Yahoo's New Social Net Lets Users Tweak Each Other's Profiles
Taking aim at a younger and more fun-loving audience, Yahoo is testing a social networking site known as "Mash" that allows users to mess around with each other's profile pages. While it already has a social networking offering, Yahoo is reportedly trying to inject more fun into the equation. Mash also will offer more traditional social networking features such as photo and game modules.
Yahoo (Nasdaq: YHOO) is beta testing a new social networking site that, among other things, allows users to annoy their friends.
One of the unusual features of the new service -- currently called "Mash" and available by invitation only -- is the way it lets members fool around with other members' profile pages. In fact, according to a Yahoo blog about the site, people can take it upon themselves to create "starter profiles" for friends without them even knowing it.
While these types of shenanigans would certainly cause problems in the real world -- imagine somebody painting your house chartreuse without your approval -- Mash gives users the ability to accept or reject any profile changes made by their friends. It also allows them to bar anybody from messing around with a profile whatsoever.
A New Approach
Mash will be "a new approach to online profiles," said Will Aldrich, the head of the site development team. While he assured prospective Mashers that they'll find the site easy to understand if they've been involved with other online profile services, Aldrich said Yahoo's latest foray into the field includes "some new twists that make things a little interesting and, we think, a lot of fun."
Yahoo will be offering a "growing gallery" of modules, such as photos and games, which can be used by those owning a profile, or their friends, to customize the sites, he said.
Aldrich's blog is the only official acknowledgment by Yahoo that Mash exists. He is careful to warn those who get invited that the site is far from ready for prime time.
"One last note before you jump in: Mash is still pretty raw -- there are bugs and we haven't gotten to several of the features it really should have," wrote Aldrich.

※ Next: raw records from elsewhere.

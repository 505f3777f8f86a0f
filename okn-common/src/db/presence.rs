//! Weekly plenum presence records

use crate::Result;
use chrono::{Datelike, Duration, NaiveDate};
use serde::Serialize;
use sqlx::SqlitePool;

#[derive(Debug, Clone, PartialEq, Serialize)]
pub struct WeeklyPresence {
    pub member_id: i64,
    /// Monday of the week
    pub date: Option<NaiveDate>,
    pub hours: f64,
}

/// Monday of the week containing `date`
pub fn week_start(date: NaiveDate) -> NaiveDate {
    date - Duration::days(date.weekday().num_days_from_monday() as i64)
}

/// Insert a presence row, normalizing its date to the week start
///
/// Callers that keep cached averages should go through
/// `stats::refresh::record_weekly_presence` instead.
pub async fn insert_weekly_presence(pool: &SqlitePool, presence: &WeeklyPresence) -> Result<i64> {
    let result = sqlx::query("INSERT INTO weekly_presence (member_id, date, hours) VALUES (?, ?, ?)")
        .bind(presence.member_id)
        .bind(presence.date.map(week_start))
        .bind(presence.hours)
        .execute(pool)
        .await?;

    Ok(result.last_insert_rowid())
}

/// Presence hours of a member for weeks starting on or after `since`
pub async fn presence_hours_since(pool: &SqlitePool, member_id: i64, since: NaiveDate) -> Result<Vec<f64>> {
    let hours: Vec<f64> = sqlx::query_scalar(
        "SELECT hours FROM weekly_presence WHERE member_id = ? AND date >= ? ORDER BY date",
    )
    .bind(member_id)
    .bind(since)
    .fetch_all(pool)
    .await?;

    Ok(hours)
}

#[cfg(test)]
mod tests {
    use super::*;
    use crate::db::init::init_memory_database;
    use crate::db::members::{save_member, Member};

    fn date(y: i32, m: u32, d: u32) -> NaiveDate {
        NaiveDate::from_ymd_opt(y, m, d).unwrap()
    }

    #[test]
    fn test_week_start_is_monday() {
        // 2014-01-29 was a Wednesday
        assert_eq!(week_start(date(2014, 1, 29)), date(2014, 1, 27));
        assert_eq!(week_start(date(2014, 1, 27)), date(2014, 1, 27));
        assert_eq!(week_start(date(2014, 2, 2)), date(2014, 1, 27));
    }

    #[tokio::test]
    async fn test_hours_since_skips_older_weeks_and_undated_rows() {
        let pool = init_memory_database().await.unwrap();
        save_member(&pool, &Member::new(Some(1), "MK")).await.unwrap();

        for (day, hours) in [(Some(date(2012, 12, 3)), 9.0), (Some(date(2013, 3, 6)), 10.5), (None, 3.0)] {
            insert_weekly_presence(&pool, &WeeklyPresence { member_id: 1, date: day, hours })
                .await
                .unwrap();
        }

        let hours = presence_hours_since(&pool, 1, date(2013, 2, 5)).await.unwrap();
        assert_eq!(hours, vec![10.5]);
    }
}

He asked those who are experimenting with Mash to leave suggestions and comments on the blog site, in his Mash profile or on the Mash suggestion board. "We're listening," assured Aldrich.
More Fun than 360
Most of the comments posted in reaction to Aldrich's blog entry were requests for invitations. A number voiced concern that Yahoo would be abandoning its current social networking service, Yahoo 360. While Yahoo 360 is still up and running, Yahoo reportedly is unhappy about its level of success, and some observers suggest the service, while useful, just wasn't much fun.
Yahoo seems to be banking heavily on the fun aspect with Mash and it hopes the surprise factor of friends having access to each other's profiles -- Wikipedia fashion -- will be the spark. The New York Times (NYSE: NYT) labeled Mash "The Social Network for Graffiti Lovers."
Invitations to the network are likely to come from existing members who already created a Mash profile of the person they've invited, Aldrich explained.
"When a friend invites you, he or she can also add or edit different parts of your profile even before you get to view it," wrote Aldrich. "So even though you have never made or seen this profile, it is in fact yours. Until you decide to keep it, the profile created for you will not be visible to the Mash network, nor will you appear in the contacts of your friends."
Eyes of the Beholder
As anybody who's ever had their shrubbery covered with toilet paper on the night before Halloween can attest, good-natured teasing can often be perceived as annoying vandalism or worse. Gartner (NYSE: IT) Research Director Elroy Jopling is one person who wonders if the Mash idea will backfire for that reason.
"It's the old expression, 'It's not what you write, it's what people read. It's not what you say, it's what people hear,'" Jopling told TechNewsWorld. "Interestingly, when you get into that kind of social interacting, you may have your own interpretation of what you say, write or portray, but the person who sees it can have a totally different interpretation."
While the Mash idea is somewhat "dangerous" and leaves "a lot of room for abuse," Jopling said he believes it could succeed.
"It's so easy to come in on something like that, depending on what your age is," said the analyst. "More than likely, I'm older than the people who be doing that. My perspective is ... it would be kind of intrusive. But to the generation who may be doing it, it could be a different situation altogether."
The Young and the Goofy
Yahoo is in dire need of a social network, said IDC analyst Karsten Weide. The fact that Mash might be attractive to silly young people is a good thing, he said.
"I could see how that could be attractive to the prime target audience," Weide told TechNewsWorld. "We believe the trick to get a successful social network up is to really target youngsters. Then, later, you open the service to older demographics. We believe Yahoo direly needs a big social network. Yahoo 360 does have a lot of users but not a a whole lot of traffic , and the same goes for Windows Live Spaces."
Weide said IDC believes social networks "will be the key component of any Web-based service in the future because users increasingly expect any Web-based service to have social networking functionality."